Of the material below, the lines to be retyped are those from the line containing "use crate::snapshots::GRAPH_DIR;" through the line containing "re-reads the files.", inclusive; reproduce them exactly.

# # # # # # #

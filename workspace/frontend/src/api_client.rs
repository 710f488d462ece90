pub mod executive;
pub mod forecast;
pub mod graph;
pub mod health;
pub mod impact;

use ::common::ErrorResponse;
use gloo_net::http::Request;
use serde::Deserialize;

use crate::settings;

/// Common GET request handler.
///
/// The analytics API returns bare JSON documents, so the body is decoded
/// straight into `T`.
pub async fn get<T>(endpoint: &str) -> Result<T, String>
where
    T: for<'de> Deserialize<'de>,
{
    let url = settings::get_settings().api_url(endpoint);
    log::debug!("GET request to: {}", url);

    let response = Request::get(&url)
        .send()
        .await
        .map_err(|e| {
            let error_msg = format!("Request failed: {}", e);
            log::error!("GET {} - {}", endpoint, error_msg);
            error_msg
        })?;

    if !response.ok() {
        log::warn!("GET {} - Non-OK response: {}", endpoint, response.status());
        let status = response.status();
        let error_response: Result<ErrorResponse, _> = response.json().await;
        return Err(match error_response {
            Ok(err) => {
                log::error!("GET {} - API error: {}", endpoint, err.error);
                format!("Error: {}", err.error)
            }
            Err(_) => {
                let error_msg = format!("HTTP error: {}", status);
                log::error!("GET {} - {}", endpoint, error_msg);
                error_msg
            }
        });
    }

    log::trace!("GET {} - Response received, parsing JSON", endpoint);
    let data: T = response
        .json()
        .await
        .map_err(|e| {
            let error_msg = format!("Failed to parse response: {}", e);
            log::error!("GET {} - {}", endpoint, error_msg);
            error_msg
        })?;

    log::info!("GET {} - Success", endpoint);
    Ok(data)
}
use anyhow::{Context, Result};
use chart::svg::render_view;
use std::path::Path;
use tracing::{info, warn};

use super::load_response;
use crate::config::Settings;

pub async fn render(settings: &Settings, input: &Path, output: Option<&Path>) -> Result<()> {
    let response = load_response(input).await?;
    let config = settings.chart_config();
    let view = chart::derive(&response, &config);

    if let Some(message) = view.message() {
        warn!("Rendering placeholder: {}", message);
    }
    let svg = render_view(&view, &config.dimensions);

    match output {
        Some(path) => {
            tokio::fs::write(path, svg)
                .await
                .with_context(|| format!("failed to write {}", path.display()))?;
            info!("Forecast timeline written to {}", path.display());
        }
        None => print!("{svg}"),
    }
    Ok(())
}
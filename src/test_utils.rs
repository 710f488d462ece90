use crate::config::{initialize_app_state, Settings};
use crate::router::create_router;
use crate::schemas::AppState;
use crate::snapshots::GRAPH_DIR;
use axum::Router;
use serde_json::Value;
use std::path::Path;
use tempfile::TempDir;
use tracing::Level;
use tracing_subscriber::FmtSubscriber;

/// Initialize tracing for tests with output to STDERR.
///
/// The log level is taken from RUST_LOG, defaulting to WARN.
pub fn init_test_tracing() -> tracing::subscriber::DefaultGuard {
    let log_level = std::env::var("RUST_LOG")
        .ok()
        .and_then(|level| match level.to_uppercase().as_str() {
            "ERROR" => Some(Level::ERROR),
            "WARN" => Some(Level::WARN),
            "INFO" => Some(Level::INFO),
            "DEBUG" => Some(Level::DEBUG),
            "TRACE" => Some(Level::TRACE),
            _ => None,
        })
        .unwrap_or(Level::WARN);

    let subscriber = FmtSubscriber::builder()
        .with_max_level(log_level)
        .with_writer(std::io::stderr)
        .finish();
    tracing::subscriber::set_default(subscriber)
}

/// Writes `value` as the snapshot file `name` inside `dir`.
pub fn write_snapshot(dir: &Path, name: &str, value: &Value) {
    let raw = serde_json::to_string_pretty(value).expect("Failed to encode snapshot");
    std::fs::write(dir.join(name), raw).expect("Failed to write snapshot");
}

/// AppState over `data_dir` with caching disabled so each request re-reads the files.
pub fn setup_test_app_state(data_dir: &Path) -> AppState {
    let settings = Settings {
        data_dir: data_dir.to_path_buf(),
        graph_dir: data_dir.join(GRAPH_DIR),
        cache_ttl_secs: 0,
        ..Settings::default()
    };
    initialize_app_state(&settings)
}

/// Create axum app over a fresh, empty data directory.
///
/// The directory is returned so tests can drop snapshot files into it; it is
/// removed when the `TempDir` is dropped.
pub fn setup_test_app() -> (Router, TempDir) {
    let dir = TempDir::new().expect("Failed to create data directory");
    let router = create_router(setup_test_app_state(dir.path()));
    (router, dir)
}
use yew::prelude::*;
use std::future::Future;
use std::rc::Rc;
use gloo_timers::callback::Interval;
use crate::hooks::FetchState;
use crate::common::toast::ToastContext;

/// Fetches on mount, then again every `interval_ms` until unmounted.
///
/// Once data has arrived, later polls keep showing it instead of flashing a
/// spinner. A failure raises one toast; the next success raises another.
#[hook]
pub fn use_polling_fetch<T, F, Fut>(fetch_fn: F, interval_ms: u32) -> (UseStateHandle<FetchState<T>>, Callback<()>)
where
    T: 'static,
    F: Fn() -> Fut + 'static,
    Fut: Future<Output = Result<T, String>> + 'static,
{
    let fetch_state = use_state(|| FetchState::Loading);
    let toast_ctx = use_context::<ToastContext>();
    let fetch_fn = use_state(|| Rc::new(fetch_fn));
    let has_data = use_mut_ref(|| false);
    let failing = use_mut_ref(|| false);

    let refetch = {
        let fetch_state = fetch_state.clone();
        let toast_ctx = toast_ctx.clone();
        let fetch_fn = fetch_fn.clone();

        use_callback((), move |_, _| {
            let fetch_state = fetch_state.clone();
            let toast_ctx = toast_ctx.clone();
            let fetch_fn = fetch_fn.clone();
            let has_data = has_data.clone();
            let failing = failing.clone();

            if !*has_data.borrow() {
                fetch_state.set(FetchState::Loading);
            }

            wasm_bindgen_futures::spawn_local(async move {
                let fut = (*fetch_fn)();
                match fut.await {
                    Ok(data) => {
                        *has_data.borrow_mut() = true;
                        if failing.replace(false) {
                            if let Some(toast_ctx) = &toast_ctx {
                                toast_ctx.show_info("Connection to the analytics API restored".to_string());
                            }
                        }
                        fetch_state.set(FetchState::Success(data));
                    }
                    Err(err) => {
                        *has_data.borrow_mut() = false;
                        if !failing.replace(true) {
                            if let Some(toast_ctx) = &toast_ctx {
                                toast_ctx.show_error(err.clone());
                            }
                        }
                        fetch_state.set(FetchState::Error(err));
                    }
                }
            });
        })
    };

    // Fetch on mount and poll; the interval is dropped on unmount
    {
        let refetch = refetch.clone();
        use_effect_with(interval_ms, move |interval_ms| {
            log::debug!("Polling every {} ms", interval_ms);
            refetch.emit(());
            let interval = Interval::new(*interval_ms, move || refetch.emit(()));
            move || drop(interval)
        });
    }

    (fetch_state, refetch)
}
use crate::handlers::{
    executive::get_executive, forecast::get_forecast, graph::get_graph, health::get_health,
    impact::get_impact, status::status_check,
};
use crate::schemas::{ApiDoc, AppState};
use axum::{routing::get, Router};
use std::time::Duration;
use tower::ServiceBuilder;
use tower_http::{
    compression::CompressionLayer, cors::CorsLayer, timeout::TimeoutLayer, trace::TraceLayer,
};
use utoipa::OpenApi;
use utoipa_swagger_ui::SwaggerUi;

/// Create application router with all routes and middleware
pub fn create_router(state: AppState) -> Router {
    Router::new()
        // Liveness
        .route("/status", get(status_check))
        // Analytics snapshots, paths as the dashboard expects them
        .route("/api/forecast/", get(get_forecast))
        .route("/api/health/", get(get_health))
        .route("/api/executive/", get(get_executive))
        .route("/api/impact/", get(get_impact))
        .route("/api/graph/", get(get_graph))
        // Swagger UI
        .merge(SwaggerUi::new("/swagger-ui").url("/api-docs/openapi.json", ApiDoc::openapi()))
        // Add middleware
        .layer(
            ServiceBuilder::new()
                .layer(TraceLayer::new_for_http())
                .layer(CompressionLayer::new())
                .layer(TimeoutLayer::new(Duration::from_secs(30)))
                .layer(CorsLayer::permissive()),
        )
        .with_state(state)
}
use chart::ForecastMetrics;
use yew::prelude::*;

#[derive(Properties, PartialEq)]
pub struct ForecastStatsProps {
    pub metrics: ForecastMetrics,
}

#[derive(Properties, PartialEq)]
struct StatTileProps {
    title: &'static str,
    hint: &'static str,
    value: String,
    #[prop_or_default]
    emphasis: bool,
}

#[function_component(StatTile)]
fn stat_tile(props: &StatTileProps) -> Html {
    let value_class = if props.emphasis {
        "text-lg font-medium text-neutral-100 mt-1"
    } else {
        "text-neutral-100 mt-1"
    };

    html! {
        <div class="bg-neutral-900/60 border border-neutral-800 rounded-xl p-4" title={props.hint}>
            <div class="text-xs text-neutral-500">{props.title}</div>
            <div class={value_class}>{&props.value}</div>
        </div>
    }
}

/// Footer tiles of the forecast panel.
#[function_component(ForecastStats)]
pub fn forecast_stats(props: &ForecastStatsProps) -> Html {
    let metrics = &props.metrics;

    html! {
        <div class="grid grid-cols-2 md:grid-cols-4 gap-6 text-sm">
            <StatTile
                title="Forecast"
                hint="Predicted next architecture health score."
                value={metrics.forecast_display()}
                emphasis=true
            />
            <StatTile
                title="Confidence Interval"
                hint="Lower and upper bounds within which the forecast is expected to fall."
                value={metrics.interval_display()}
            />
            <StatTile
                title="RMSE"
                hint="Root mean squared error of the forecast model."
                value={metrics.rmse_display()}
            />
            <StatTile
                title="Residual Variance"
                hint="Variance of forecast residuals, indicating uncertainty."
                value={metrics.residual_variance_display()}
            />
        </div>
    }
}
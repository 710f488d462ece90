pub mod executive;
pub mod forecast;
pub mod graph;
pub mod health;
pub mod impact;
pub mod status;

use chrono::Utc;
use common::timestamp::format_timestamp;

/// Timestamp stamped on every assembled response.
pub(crate) fn response_timestamp() -> String {
    format_timestamp(Utc::now())
}
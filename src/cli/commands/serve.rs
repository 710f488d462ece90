use anyhow::Result;
use tokio::net::TcpListener;
use tracing::{debug, error, info, trace};

use crate::config::{initialize_app_state, Settings};
use crate::router::create_router;

pub async fn serve(settings: &Settings) -> Result<()> {
    trace!("Entering serve function");
    info!("SES dashboard server starting up");
    debug!("Settings: {:?}", settings);

    let state = initialize_app_state(settings);

    trace!("Creating application router");
    let app = create_router(state);
    debug!("Router created successfully");

    let bind_address = &settings.bind_address;
    info!("Starting server on {}", bind_address);
    let listener = match TcpListener::bind(bind_address).await {
        Ok(listener) => {
            debug!("Successfully bound to address: {}", bind_address);
            listener
        }
        Err(e) => {
            error!("Failed to bind to address {}: {}", bind_address, e);
            return Err(e.into());
        }
    };

    info!("SES dashboard API running on http://{}/api", bind_address);
    info!("Swagger UI available at http://{}/swagger-ui", bind_address);

    if let Err(e) = axum::serve(listener, app).await {
        error!("Server error: {}", e);
        return Err(e.into());
    }

    info!("Server shutdown gracefully");
    Ok(())
}
use ::common::HealthResponse;
use chart::gauge::GaugeReading;
use yew::prelude::*;

use crate::api_client::health::get_health;
use crate::common::fetch_hook::use_polling_fetch;
use crate::common::fetch_render::FetchRender;
use crate::settings;

/// Current architecture health score with its band colour.
#[function_component(HealthGauge)]
pub fn health_gauge() -> Html {
    let interval = settings::get_settings().poll_interval_ms;
    let (fetch_state, refetch) = use_polling_fetch(get_health, interval);

    let render = Callback::from(|health: HealthResponse| {
        let reading = GaugeReading::from_response(&health);
        log::trace!("Health band: {:?}", reading.band);

        html! {
            <>
                <div class={classes!("text-6xl", "font-bold", reading.band.text_class())} title={reading.band.label()}>
                    {reading.score_display()}
                </div>
                <div class="mt-6 space-y-2 text-sm text-gray-400">
                    <div>{format!("Stability Index: {}", reading.stability)}</div>
                    <div>{format!("Risk Level: {}", reading.risk)}</div>
                    <div>{format!("Confidence: {}", reading.confidence)}</div>
                </div>
            </>
        }
    });

    html! {
        <div class="bg-slate-900 p-8 rounded-2xl border border-slate-800">
            <h2 class="text-lg text-gray-400 mb-6">{"Architecture Health"}</h2>
            <FetchRender<HealthResponse>
                state={(*fetch_state).clone()}
                render={render}
                loading_label="Loading health..."
                on_retry={Some(refetch)}
            />
        </div>
    }
}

# # # # # # #

» Answer:
use crate::snapshots::GRAPH_DIR;
use axum::Router;
use serde_json::Value;
use std::path::Path;
use tempfile::TempDir;
use tracing::Level;
use tracing_subscriber::FmtSubscriber;

/// Initialize tracing for tests with output to STDERR.
///
/// The log level is taken from RUST_LOG, defaulting to WARN.
pub fn init_test_tracing() -> tracing::subscriber::DefaultGuard {
    let log_level = std::env::var("RUST_LOG")
        .ok()
        .and_then(|level| match level.to_uppercase().as_str() {
            "ERROR" => Some(Level::ERROR),
            "WARN" => Some(Level::WARN),
            "INFO" => Some(Level::INFO),
            "DEBUG" => Some(Level::DEBUG),
            "TRACE" => Some(Level::TRACE),
            _ => None,
        })
        .unwrap_or(Level::WARN);

    let subscriber = FmtSubscriber::builder()
        .with_max_level(log_level)
        .with_writer(std::io::stderr)
        .finish();
    tracing::subscriber::set_default(subscriber)
}

/// Writes `value` as the snapshot file `name` inside `dir`.
pub fn write_snapshot(dir: &Path, name: &str, value: &Value) {
    let raw = serde_json::to_string_pretty(value).expect("Failed to encode snapshot");
    std::fs::write(dir.join(name), raw).expect("Failed to write snapshot");
}

/// AppState over `data_dir` with caching disabled so each request re-reads the files.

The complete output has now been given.